#### What you should do:
Your answer should be a single number: the count of lines in the material below that hold "response".

#### Task material:
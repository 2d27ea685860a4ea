use std::str::FromStr;
use std::sync::Arc;
use borsh_derive::{BorshDeserialize, BorshSerialize};
use lazy_static::lazy_static;
use solana_sdk::{
    instruction::{AccountMeta, Instruction},
    pubkey::Pubkey,
    system_program,
};

use crate::common::error::SwapError;
use crate::dex::{min_amount_with_slippage, SwapQuote};

pub const BONK_FUN_PROGRAM: &str = "BFUNm9sH9RP3iKxwbJXVQjvTqDxj8YpvngCBvqxoWZRz";
pub const TOKEN_PROGRAM: &str = "TokenkegQfeZyiNwAJbNbGKPFXCWuBvf9Ss623VQ5DA";

// Anchor-style instruction discriminators, little-endian as u64 so the
// payload serializes as discriminator || amount || minimum_out.
pub const CURVE_SELL_METHOD: u64 = u64::from_le_bytes([51, 230, 133, 164, 1, 127, 131, 173]);
pub const CURVE_BUY_METHOD: u64 = u64::from_le_bytes([66, 0, 225, 24, 214, 117, 224, 36]);

pub const POOL_SEED: &[u8] = b"pool";
pub const CURVE_SEED: &[u8] = b"bonding_curve";
pub const GLOBAL_SEED: &[u8] = b"global";

lazy_static! {
    static ref BONK_FUN_PROGRAM_ID: Pubkey = Pubkey::from_str(BONK_FUN_PROGRAM).unwrap();
    static ref TOKEN_PROGRAM_ID: Pubkey = Pubkey::from_str(TOKEN_PROGRAM).unwrap();
}

/// On-chain layout of the launchpad pool account: an 8-byte discriminator
/// followed by little-endian reserve fields and the completion flag.
/// Accounts may carry trailing bytes beyond this prefix.
#[derive(Debug, BorshSerialize, BorshDeserialize)]
pub struct CurvePoolAccount {
    pub discriminator: u64,
    pub virtual_sol_reserves: u64,
    pub virtual_token_reserves: u64,
    pub real_sol_reserves: u64,
    pub real_token_reserves: u64,
    pub token_total_supply: u64,
    pub complete: bool,
}

/// Bonding-curve pool state normalized for pricing and instruction building.
#[derive(Debug, Clone)]
pub struct CurvePool {
    pub address: Pubkey,
    pub virtual_sol_reserves: u64,
    pub virtual_token_reserves: u64,
    pub real_sol_reserves: u64,
    pub real_token_reserves: u64,
    pub token_total_supply: u64,
    pub complete: bool,
}

pub fn get_pool_pda(mint: &Pubkey) -> Pubkey {
    let seeds = [POOL_SEED, mint.as_ref()];
    let (pool, _bump) = Pubkey::find_program_address(&seeds, &BONK_FUN_PROGRAM_ID);
    pool
}

pub fn get_curve_pda(mint: &Pubkey) -> Pubkey {
    let seeds = [CURVE_SEED, mint.as_ref()];
    let (curve, _bump) = Pubkey::find_program_address(&seeds, &BONK_FUN_PROGRAM_ID);
    curve
}

pub fn get_global_pda() -> Pubkey {
    let (global, _bump) = Pubkey::find_program_address(&[GLOBAL_SEED], &BONK_FUN_PROGRAM_ID);
    global
}

/// Fetch and decode the curve pool for `mint`.
///
/// A missing account means the mint never launched here (`PoolNotFound`);
/// data that does not decode means the program's layout moved under us and
/// the error propagates as [`SwapError::Decode`].
pub fn fetch_curve_pool(
    rpc_client: Arc<anchor_client::solana_client::rpc_client::RpcClient>,
    mint: &Pubkey,
) -> Result<CurvePool, SwapError> {
    let address = get_pool_pda(mint);
    let response = rpc_client
        .get_account_with_commitment(
            &address,
            anchor_client::solana_sdk::commitment_config::CommitmentConfig::processed(),
        )
        .map_err(|e| SwapError::Network(e.to_string()))?;

    let account = match response.value {
        Some(account) => account,
        None => return Err(SwapError::PoolNotFound(*mint)),
    };

    decode_curve_pool(address, &account.data)
}

pub fn decode_curve_pool(address: Pubkey, data: &[u8]) -> Result<CurvePool, SwapError> {
    let mut slice = data;
    let decoded = <CurvePoolAccount as borsh::BorshDeserialize>::deserialize(&mut slice)
        .map_err(|e| SwapError::Decode(format!("curve pool account: {}", e)))?;

    Ok(CurvePool {
        address,
        virtual_sol_reserves: decoded.virtual_sol_reserves,
        virtual_token_reserves: decoded.virtual_token_reserves,
        real_sol_reserves: decoded.real_sol_reserves,
        real_token_reserves: decoded.real_token_reserves,
        token_total_supply: decoded.token_total_supply,
        complete: decoded.complete,
    })
}

/// Estimated SOL out for selling `token_amount` into the curve, holding
/// `k = virtual_sol * virtual_token` invariant. The intermediate product is
/// computed in u128 and the division truncates toward zero, so rounding
/// always favors the pool.
pub fn sell_sol_out(
    virtual_sol_reserves: u64,
    virtual_token_reserves: u64,
    token_amount: u64,
) -> u64 {
    if virtual_sol_reserves == 0 || virtual_token_reserves == 0 || token_amount == 0 {
        return 0;
    }

    let k = (virtual_sol_reserves as u128) * (virtual_token_reserves as u128);
    let new_token_reserves = (virtual_token_reserves as u128) + (token_amount as u128);
    let new_sol_reserves = k / new_token_reserves;
    ((virtual_sol_reserves as u128) - new_sol_reserves) as u64
}

/// Estimated tokens out for buying with `lamports_in`, same invariant as
/// [`sell_sol_out`] with the sides exchanged.
pub fn buy_tokens_out(
    virtual_sol_reserves: u64,
    virtual_token_reserves: u64,
    lamports_in: u64,
) -> u64 {
    if virtual_sol_reserves == 0 || virtual_token_reserves == 0 || lamports_in == 0 {
        return 0;
    }

    let k = (virtual_sol_reserves as u128) * (virtual_token_reserves as u128);
    let new_sol_reserves = (virtual_sol_reserves as u128) + (lamports_in as u128);
    let new_token_reserves = k / new_sol_reserves;
    ((virtual_token_reserves as u128) - new_token_reserves) as u64
}

pub fn sell_quote(pool: &CurvePool, token_amount: u64, slippage_bps: u64) -> SwapQuote {
    let estimated = sell_sol_out(
        pool.virtual_sol_reserves,
        pool.virtual_token_reserves,
        token_amount,
    );
    SwapQuote {
        input_amount: token_amount,
        minimum_out: min_amount_with_slippage(estimated, slippage_bps),
        slippage_bps,
    }
}

pub fn buy_quote(pool: &CurvePool, lamports_in: u64, slippage_bps: u64) -> SwapQuote {
    let estimated = buy_tokens_out(
        pool.virtual_sol_reserves,
        pool.virtual_token_reserves,
        lamports_in,
    );
    SwapQuote {
        input_amount: lamports_in,
        minimum_out: min_amount_with_slippage(estimated, slippage_bps),
        slippage_bps,
    }
}

fn swap_accounts(owner: &Pubkey, mint: &Pubkey, token_account: &Pubkey, pool: &CurvePool) -> Vec<AccountMeta> {
    vec![
        AccountMeta::new_readonly(get_global_pda(), false),
        AccountMeta::new(get_curve_pda(mint), false),
        AccountMeta::new_readonly(*mint, false),
        AccountMeta::new(*owner, true),
        AccountMeta::new(*token_account, false),
        AccountMeta::new(pool.address, false),
        AccountMeta::new_readonly(system_program::id(), false),
        AccountMeta::new_readonly(*TOKEN_PROGRAM_ID, false),
    ]
}

/// Sell `token_amount` of `mint` into the curve. Payload:
/// discriminator || amount (u64 LE) || min_sol_out (u64 LE).
pub fn build_sell_instruction(
    owner: &Pubkey,
    mint: &Pubkey,
    token_account: &Pubkey,
    pool: &CurvePool,
    token_amount: u64,
    slippage_bps: u64,
) -> Result<Instruction, SwapError> {
    if token_amount == 0 {
        return Err(SwapError::InsufficientBalance);
    }
    let quote = sell_quote(pool, token_amount, slippage_bps);

    Ok(Instruction::new_with_bincode(
        *BONK_FUN_PROGRAM_ID,
        &(CURVE_SELL_METHOD, quote.input_amount, quote.minimum_out),
        swap_accounts(owner, mint, token_account, pool),
    ))
}

/// Buy into the curve with `lamports_in`. Same account list as selling;
/// the program reads the direction from the discriminator.
pub fn build_buy_instruction(
    owner: &Pubkey,
    mint: &Pubkey,
    token_account: &Pubkey,
    pool: &CurvePool,
    lamports_in: u64,
    slippage_bps: u64,
) -> Result<Instruction, SwapError> {
    if lamports_in == 0 {
        return Err(SwapError::InsufficientBalance);
    }
    let quote = buy_quote(pool, lamports_in, slippage_bps);

    Ok(Instruction::new_with_bincode(
        *BONK_FUN_PROGRAM_ID,
        &(CURVE_BUY_METHOD, quote.input_amount, quote.minimum_out),
        swap_accounts(owner, mint, token_account, pool),
    ))
}

#[cfg(test)]
mod tests {
    use super::*;

    const VIRTUAL_SOL: u64 = 30_000_000_000;
    const VIRTUAL_TOKEN: u64 = 1_073_000_000_000_000;

    fn sample_pool() -> CurvePool {
        CurvePool {
            address: get_pool_pda(&Pubkey::new_unique()),
            virtual_sol_reserves: VIRTUAL_SOL,
            virtual_token_reserves: VIRTUAL_TOKEN,
            real_sol_reserves: 0,
            real_token_reserves: 793_100_000_000_000,
            token_total_supply: 1_000_000_000_000_000,
            complete: false,
        }
    }

    #[test]
    fn sell_never_drains_virtual_sol_and_rounding_favors_the_pool() {
        let k = (VIRTUAL_SOL as u128) * (VIRTUAL_TOKEN as u128);
        for amount in [1u64, 1_000_000, 5_000_000_000_000, VIRTUAL_TOKEN - 1] {
            let sol_out = sell_sol_out(VIRTUAL_SOL, VIRTUAL_TOKEN, amount);
            assert!(sol_out < VIRTUAL_SOL);

            let new_token = (VIRTUAL_TOKEN as u128) + (amount as u128);
            let new_sol = (VIRTUAL_SOL as u128) - (sol_out as u128);
            assert!(new_sol * new_token <= k, "invariant broke at amount {}", amount);
        }
    }

    #[test]
    fn sell_quote_matches_estimate_at_zero_slippage() {
        let pool = sample_pool();
        let amount = 2_500_000_000_000;
        let quote = sell_quote(&pool, amount, 0);
        assert_eq!(
            quote.minimum_out,
            sell_sol_out(VIRTUAL_SOL, VIRTUAL_TOKEN, amount)
        );
    }

    #[test]
    fn sell_quote_minimum_shrinks_with_slippage() {
        let pool = sample_pool();
        let amount = 2_500_000_000_000;
        let tight = sell_quote(&pool, amount, 50);
        let loose = sell_quote(&pool, amount, 2_000);
        assert!(loose.minimum_out < tight.minimum_out);
    }

    #[test]
    fn buy_output_grows_with_input_and_stays_bounded() {
        let small = buy_tokens_out(VIRTUAL_SOL, VIRTUAL_TOKEN, 100_000_000);
        let large = buy_tokens_out(VIRTUAL_SOL, VIRTUAL_TOKEN, 10_000_000_000);
        assert!(small > 0);
        assert!(small < large);
        assert!(large < VIRTUAL_TOKEN);
    }

    fn encode_pool_account(complete: u8) -> Vec<u8> {
        let mut data = Vec::new();
        data.extend_from_slice(&7u64.to_le_bytes());
        data.extend_from_slice(&VIRTUAL_SOL.to_le_bytes());
        data.extend_from_slice(&VIRTUAL_TOKEN.to_le_bytes());
        data.extend_from_slice(&12_345u64.to_le_bytes());
        data.extend_from_slice(&793_100_000_000_000u64.to_le_bytes());
        data.extend_from_slice(&1_000_000_000_000_000u64.to_le_bytes());
        data.push(complete);
        data
    }

    #[test]
    fn decode_reads_little_endian_fields_at_fixed_offsets() {
        let address = Pubkey::new_unique();
        let mut data = encode_pool_account(1);
        // Trailing bytes past the known prefix are tolerated.
        data.extend_from_slice(&[0u8; 16]);

        let pool = decode_curve_pool(address, &data).unwrap();
        assert_eq!(pool.virtual_sol_reserves, VIRTUAL_SOL);
        assert_eq!(pool.virtual_token_reserves, VIRTUAL_TOKEN);
        assert_eq!(pool.real_sol_reserves, 12_345);
        assert_eq!(pool.token_total_supply, 1_000_000_000_000_000);
        assert!(pool.complete);
    }

    #[test]
    fn decode_rejects_undersized_buffers() {
        let data = encode_pool_account(0);
        let err = decode_curve_pool(Pubkey::new_unique(), &data[..20]).unwrap_err();
        assert!(matches!(err, SwapError::Decode(_)));
    }

    #[test]
    fn sell_instruction_has_fixed_payload_and_account_order() {
        let pool = sample_pool();
        let owner = Pubkey::new_unique();
        let mint = Pubkey::new_unique();
        let token_account = Pubkey::new_unique();
        let amount = 1_000_000_000_000u64;

        let ix = build_sell_instruction(&owner, &mint, &token_account, &pool, amount, 50).unwrap();
        assert_eq!(ix.program_id, *BONK_FUN_PROGRAM_ID);
        assert_eq!(ix.data.len(), 24);
        assert_eq!(ix.data[0..8], CURVE_SELL_METHOD.to_le_bytes());
        assert_eq!(ix.data[8..16], amount.to_le_bytes());
        let expected_min = sell_quote(&pool, amount, 50).minimum_out;
        assert_eq!(ix.data[16..24], expected_min.to_le_bytes());

        assert_eq!(ix.accounts.len(), 8);
        assert!(ix.accounts[3].is_signer);
        assert_eq!(ix.accounts[3].pubkey, owner);
        assert_eq!(ix.accounts[4].pubkey, token_account);
        assert_eq!(ix.accounts[5].pubkey, pool.address);
    }

    #[test]
    fn zero_amount_is_rejected_before_any_quote() {
        let pool = sample_pool();
        let err = build_sell_instruction(
            &Pubkey::new_unique(),
            &Pubkey::new_unique(),
            &Pubkey::new_unique(),
            &pool,
            0,
            50,
        )
        .unwrap_err();
        assert!(matches!(err, SwapError::InsufficientBalance));
    }
}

#### Reply:
2